TASK ITEM:
What is needed is a faithful copy of all the records.

PROVIDED INFORMATION:
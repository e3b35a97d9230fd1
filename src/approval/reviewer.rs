//! Reviewer callbacks for the approval gate
//!
//! The gate asks a `ReviewDecider` for an answer and never talks to a terminal
//! itself, so the same policy can be driven by a console, a web form or an
//! automated rule.

use crate::models::ApprovalRequest;
use anyhow::Result;
use colored::Colorize;
use std::collections::{BTreeMap, VecDeque};

/// One answer from a reviewer
#[derive(Debug, Clone, PartialEq)]
pub enum ReviewResponse {
    Approve {
        notes: Option<String>,
        /// Parameter overrides for the next generation attempt (may be empty)
        modifications: BTreeMap<String, String>,
    },
    Reject {
        reason: String,
    },
    /// Unusable input; the gate asks again
    Invalid(String),
}

/// Synchronous decision callback
pub trait ReviewDecider {
    /// `attempt` starts at 1 and increases each time the gate re-prompts
    fn review(&mut self, request: &ApprovalRequest, attempt: u32) -> Result<ReviewResponse>;
}

// =============================================================================
// Console Reviewer
// =============================================================================

/// Interactive reviewer on the controlling terminal
#[derive(Debug, Default)]
pub struct ConsoleReviewer;

impl ConsoleReviewer {
    pub fn new() -> Self {
        Self
    }

    fn print_request(request: &ApprovalRequest) {
        println!();
        println!("{}", "Regeneration approval required".cyan().bold());
        let current = request
            .current_version
            .map_or_else(|| "none".to_string(), |v| format!("v{}", v));
        println!("   Version: {} → v{}", current, request.proposed_version);

        let risk = match request.risk_level {
            crate::models::RiskLevel::Low => request.risk_level.name().green(),
            crate::models::RiskLevel::Medium => request.risk_level.name().yellow(),
            crate::models::RiskLevel::High => request.risk_level.name().red(),
        };
        println!("   Risk:    {}", risk);
        println!("   Reason:  {}", request.reason);
        if !request.changes_summary.is_empty() {
            println!("   Changes: {}", request.changes_summary);
        }
        if let Some(comparison) = &request.metrics_comparison {
            for delta in &comparison.deltas {
                println!(
                    "     {:<24} {:>8.1} → {:>8.1} ({:+.1})",
                    delta.name,
                    delta.previous,
                    delta.current,
                    delta.delta()
                );
            }
        }
        println!();
    }
}

impl ReviewDecider for ConsoleReviewer {
    fn review(&mut self, request: &ApprovalRequest, attempt: u32) -> Result<ReviewResponse> {
        if attempt == 1 {
            Self::print_request(request);
        }

        let answer: String = dialoguer::Input::new()
            .with_prompt("Approve regeneration? [y]es / [n]o / [m]odify parameters")
            .allow_empty(true)
            .interact_text()
            .map_err(|e| anyhow::anyhow!("Terminal not available: {}", e))?;

        match answer.trim().to_lowercase().as_str() {
            "y" | "yes" => Ok(ReviewResponse::Approve {
                notes: Some("Approved by reviewer".to_string()),
                modifications: BTreeMap::new(),
            }),
            "n" | "no" => {
                let reason: String = dialoguer::Input::new()
                    .with_prompt("Reason for rejection")
                    .allow_empty(true)
                    .interact_text()
                    .map_err(|e| anyhow::anyhow!("Terminal not available: {}", e))?;
                let reason = if reason.trim().is_empty() {
                    "Rejected by reviewer".to_string()
                } else {
                    reason.trim().to_string()
                };
                Ok(ReviewResponse::Reject { reason })
            }
            "m" | "modify" => {
                let raw: String = dialoguer::Input::new()
                    .with_prompt("Parameter changes (key=value, comma separated)")
                    .interact_text()
                    .map_err(|e| anyhow::anyhow!("Terminal not available: {}", e))?;
                match parse_modifications(&raw) {
                    Ok(modifications) => Ok(ReviewResponse::Approve {
                        notes: Some("Approved with parameter changes".to_string()),
                        modifications,
                    }),
                    Err(message) => Ok(ReviewResponse::Invalid(message)),
                }
            }
            other => Ok(ReviewResponse::Invalid(format!(
                "'{}' is not one of y, n, m",
                other
            ))),
        }
    }
}

/// Parse `key=value` pairs separated by commas
pub fn parse_modifications(input: &str) -> std::result::Result<BTreeMap<String, String>, String> {
    let mut modifications = BTreeMap::new();
    for pair in input.split(',').map(str::trim).filter(|p| !p.is_empty()) {
        let (key, value) = pair
            .split_once('=')
            .ok_or_else(|| format!("'{}' is not a key=value pair", pair))?;
        let key = key.trim();
        if key.is_empty() {
            return Err(format!("'{}' has an empty key", pair));
        }
        modifications.insert(key.to_string(), value.trim().to_string());
    }

    if modifications.is_empty() {
        return Err("no parameter changes given".to_string());
    }
    Ok(modifications)
}

// =============================================================================
// Policy Reviewer
// =============================================================================

/// Non-interactive reviewer answering from a fixed script
///
/// Once the script runs out, the last answer repeats.
#[derive(Debug, Clone)]
pub struct PolicyReviewer {
    script: VecDeque<ReviewResponse>,
    last: ReviewResponse,
    calls: u32,
}

impl PolicyReviewer {
    pub fn scripted(responses: Vec<ReviewResponse>) -> Self {
        let last = responses
            .last()
            .cloned()
            .unwrap_or_else(|| ReviewResponse::Invalid("no scripted answer".to_string()));
        Self {
            script: responses.into(),
            last,
            calls: 0,
        }
    }

    pub fn always_approve() -> Self {
        Self::scripted(vec![ReviewResponse::Approve {
            notes: Some("Approved by policy".to_string()),
            modifications: BTreeMap::new(),
        }])
    }

    pub fn always_reject(reason: impl Into<String>) -> Self {
        Self::scripted(vec![ReviewResponse::Reject {
            reason: reason.into(),
        }])
    }

    /// How many times the gate asked
    pub fn calls(&self) -> u32 {
        self.calls
    }
}

impl ReviewDecider for PolicyReviewer {
    fn review(&mut self, _request: &ApprovalRequest, _attempt: u32) -> Result<ReviewResponse> {
        self.calls += 1;
        Ok(self.script.pop_front().unwrap_or_else(|| self.last.clone()))
    }
}

#[cfg(test)]
mod tests {
    use super::*;

    #[test]
    fn test_parse_modifications() {
        let parsed = parse_modifications("model = large, max_rules=40").unwrap();
        assert_eq!(parsed.get("model").map(String::as_str), Some("large"));
        assert_eq!(parsed.get("max_rules").map(String::as_str), Some("40"));
    }

    #[test]
    fn test_parse_modifications_rejects_bad_pairs() {
        assert!(parse_modifications("model").is_err());
        assert!(parse_modifications("=x").is_err());
        assert!(parse_modifications(" , ").is_err());
    }

    #[test]
    fn test_scripted_reviewer_repeats_last_answer() {
        let request = crate::approval::gate::tests::sample_request(crate::models::RiskLevel::High);
        let mut reviewer = PolicyReviewer::scripted(vec![
            ReviewResponse::Invalid("typo".to_string()),
            ReviewResponse::Reject {
                reason: "not now".to_string(),
            },
        ]);

        assert!(matches!(
            reviewer.review(&request, 1).unwrap(),
            ReviewResponse::Invalid(_)
        ));
        for attempt in 2..4 {
            assert!(matches!(
                reviewer.review(&request, attempt).unwrap(),
                ReviewResponse::Reject { .. }
            ));
        }
        assert_eq!(reviewer.calls(), 3);
    }
}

YOUR SOLUTION:
repository e3b35a97d9230fd1
filename src/approval/reviewer.rs
//! Reviewer callbacks for the approval gate
//!
//! The gate asks a `ReviewDecider` for an answer and never talks to a terminal
//! itself, so the same policy can be driven by a console, a web form or an
//! automated rule.

use crate::models::ApprovalRequest;
use anyhow::Result;
use colored::Colorize;
use std::collections::{BTreeMap, VecDeque};

/// One answer from a reviewer
#[derive(Debug, Clone, PartialEq)]
pub enum ReviewResponse {
    Approve {
        notes: Option<String>,
        /// Parameter overrides for the next generation attempt (may be empty)
        modifications: BTreeMap<String, String>,
    },
    Reject {
        reason: String,
    },
    /// Unusable input; the gate asks again
    Invalid(String),
}

/// Synchronous decision callback
pub trait ReviewDecider {
    /// `attempt` starts at 1 and increases each time the gate re-prompts
    fn review(&mut self, request: &ApprovalRequest, attempt: u32) -> Result<ReviewResponse>;
}

// =============================================================================
// Console Reviewer
// =============================================================================

/// Interactive reviewer on the controlling terminal
#[derive(Debug, Default)]
pub struct ConsoleReviewer;

impl ConsoleReviewer {
    pub fn new() -> Self {
        Self
    }

    fn print_request(request: &ApprovalRequest) {
        println!();
        println!("{}", "Regeneration approval required".cyan().bold());
        let current = request
            .current_version
            .map_or_else(|| "none".to_string(), |v| format!("v{}", v));
        println!("   Version: {} → v{}", current, request.proposed_version);

        let risk = match request.risk_level {
            crate::models::RiskLevel::Low => request.risk_level.name().green(),
            crate::models::RiskLevel::Medium => request.risk_level.name().yellow(),
            crate::models::RiskLevel::High => request.risk_level.name().red(),
        };
        println!("   Risk:    {}", risk);
        println!("   Reason:  {}", request.reason);
        if !request.changes_summary.is_empty() {
            println!("   Changes: {}", request.changes_summary);
        }
        if let Some(comparison) = &request.metrics_comparison {
            for delta in &comparison.deltas {
                println!(
                    "     {:<24} {:>8.1} → {:>8.1} ({:+.1})",
                    delta.name,
                    delta.previous,
                    delta.current,
                    delta.delta()
                );
            }
        }
        println!();
    }
}

impl ReviewDecider for ConsoleReviewer {
    fn review(&mut self, request: &ApprovalRequest, attempt: u32) -> Result<ReviewResponse> {
        if attempt == 1 {
            Self::print_request(request);
        }

        let answer: String = dialoguer::Input::new()
            .with_prompt("Approve regeneration? [y]es / [n]o / [m]odify parameters")
            .allow_empty(true)
            .interact_text()
            .map_err(|e| anyhow::anyhow!("Terminal not available: {}", e))?;

        match answer.trim().to_lowercase().as_str() {
            "y" | "yes" => Ok(ReviewResponse::Approve {
                notes: Some("Approved by reviewer".to_string()),
                modifications: BTreeMap::new(),
            }),
            "n" | "no" => {
                let reason: String = dialoguer::Input::new()
                    .with_prompt("Reason for rejection")
                    .allow_empty(true)
                    .interact_text()
                    .map_err(|e| anyhow::anyhow!("Terminal not available: {}", e))?;
                let reason = if reason.trim().is_empty() {
                    "Rejected by reviewer".to_string()
                } else {
                    reason.trim().to_string()
                };
                Ok(ReviewResponse::Reject { reason })
            }
            "m" | "modify" => {
                let raw: String = dialoguer::Input::new()
                    .with_prompt("Parameter changes (key=value, comma separated)")
                    .interact_text()
                    .map_err(|e| anyhow::anyhow!("Terminal not available: {}", e))?;
                match parse_modifications(&raw) {
                    Ok(modifications) => Ok(ReviewResponse::Approve {
                        notes: Some("Approved with parameter changes".to_string()),
                        modifications,
                    }),
                    Err(message) => Ok(ReviewResponse::Invalid(message)),
                }
            }
            other => Ok(ReviewResponse::Invalid(format!(
                "'{}' is not one of y, n, m",
                other
            ))),
        }
    }
}

/// Parse `key=value` pairs separated by commas
pub fn parse_modifications(input: &str) -> std::result::Result<BTreeMap<String, String>, String> {
    let mut modifications = BTreeMap::new();
    for pair in input.split(',').map(str::trim).filter(|p| !p.is_empty()) {
        let (key, value) = pair
            .split_once('=')
            .ok_or_else(|| format!("'{}' is not a key=value pair", pair))?;
        let key = key.trim();
        if key.is_empty() {
            return Err(format!("'{}' has an empty key", pair));
        }
        modifications.insert(key.to_string(), value.trim().to_string());
    }

    if modifications.is_empty() {
        return Err("no parameter changes given".to_string());
    }
    Ok(modifications)
}

// =============================================================================
// Policy Reviewer
// =============================================================================

/// Non-interactive reviewer answering from a fixed script
///
/// Once the script runs out, the last answer repeats.
#[derive(Debug, Clone)]
pub struct PolicyReviewer {
    script: VecDeque<ReviewResponse>,
    last: ReviewResponse,
    calls: u32,
}

impl PolicyReviewer {
    pub fn scripted(responses: Vec<ReviewResponse>) -> Self {
        let last = responses
            .last()
            .cloned()
            .unwrap_or_else(|| ReviewResponse::Invalid("no scripted answer".to_string()));
        Self {
            script: responses.into(),
            last,
            calls: 0,
        }
    }

    pub fn always_approve() -> Self {
        Self::scripted(vec![ReviewResponse::Approve {
            notes: Some("Approved by policy".to_string()),
            modifications: BTreeMap::new(),
        }])
    }

    pub fn always_reject(reason: impl Into<String>) -> Self {
        Self::scripted(vec![ReviewResponse::Reject {
            reason: reason.into(),
        }])
    }

    /// How many times the gate asked
    pub fn calls(&self) -> u32 {
        self.calls
    }
}

impl ReviewDecider for PolicyReviewer {
    fn review(&mut self, _request: &ApprovalRequest, _attempt: u32) -> Result<ReviewResponse> {
        self.calls += 1;
        Ok(self.script.pop_front().unwrap_or_else(|| self.last.clone()))
    }
}

#[cfg(test)]
mod tests {
    use super::*;

    #[test]
    fn test_parse_modifications() {
        let parsed = parse_modifications("model = large, max_rules=40").unwrap();
        assert_eq!(parsed.get("model").map(String::as_str), Some("large"));
        assert_eq!(parsed.get("max_rules").map(String::as_str), Some("40"));
    }

    #[test]
    fn test_parse_modifications_rejects_bad_pairs() {
        assert!(parse_modifications("model").is_err());
        assert!(parse_modifications("=x").is_err());
        assert!(parse_modifications(" , ").is_err());
    }

    #[test]
    fn test_scripted_reviewer_repeats_last_answer() {
        let request = crate::approval::gate::tests::sample_request(crate::models::RiskLevel::High);
        let mut reviewer = PolicyReviewer::scripted(vec![
            ReviewResponse::Invalid("typo".to_string()),
            ReviewResponse::Reject {
                reason: "not now".to_string(),
            },
        ]);

        assert!(matches!(
            reviewer.review(&request, 1).unwrap(),
            ReviewResponse::Invalid(_)
        ));
        for attempt in 2..4 {
            assert!(matches!(
                reviewer.review(&request, attempt).unwrap(),
                ReviewResponse::Reject { .. }
            ));
        }
        assert_eq!(reviewer.calls(), 3);
    }
}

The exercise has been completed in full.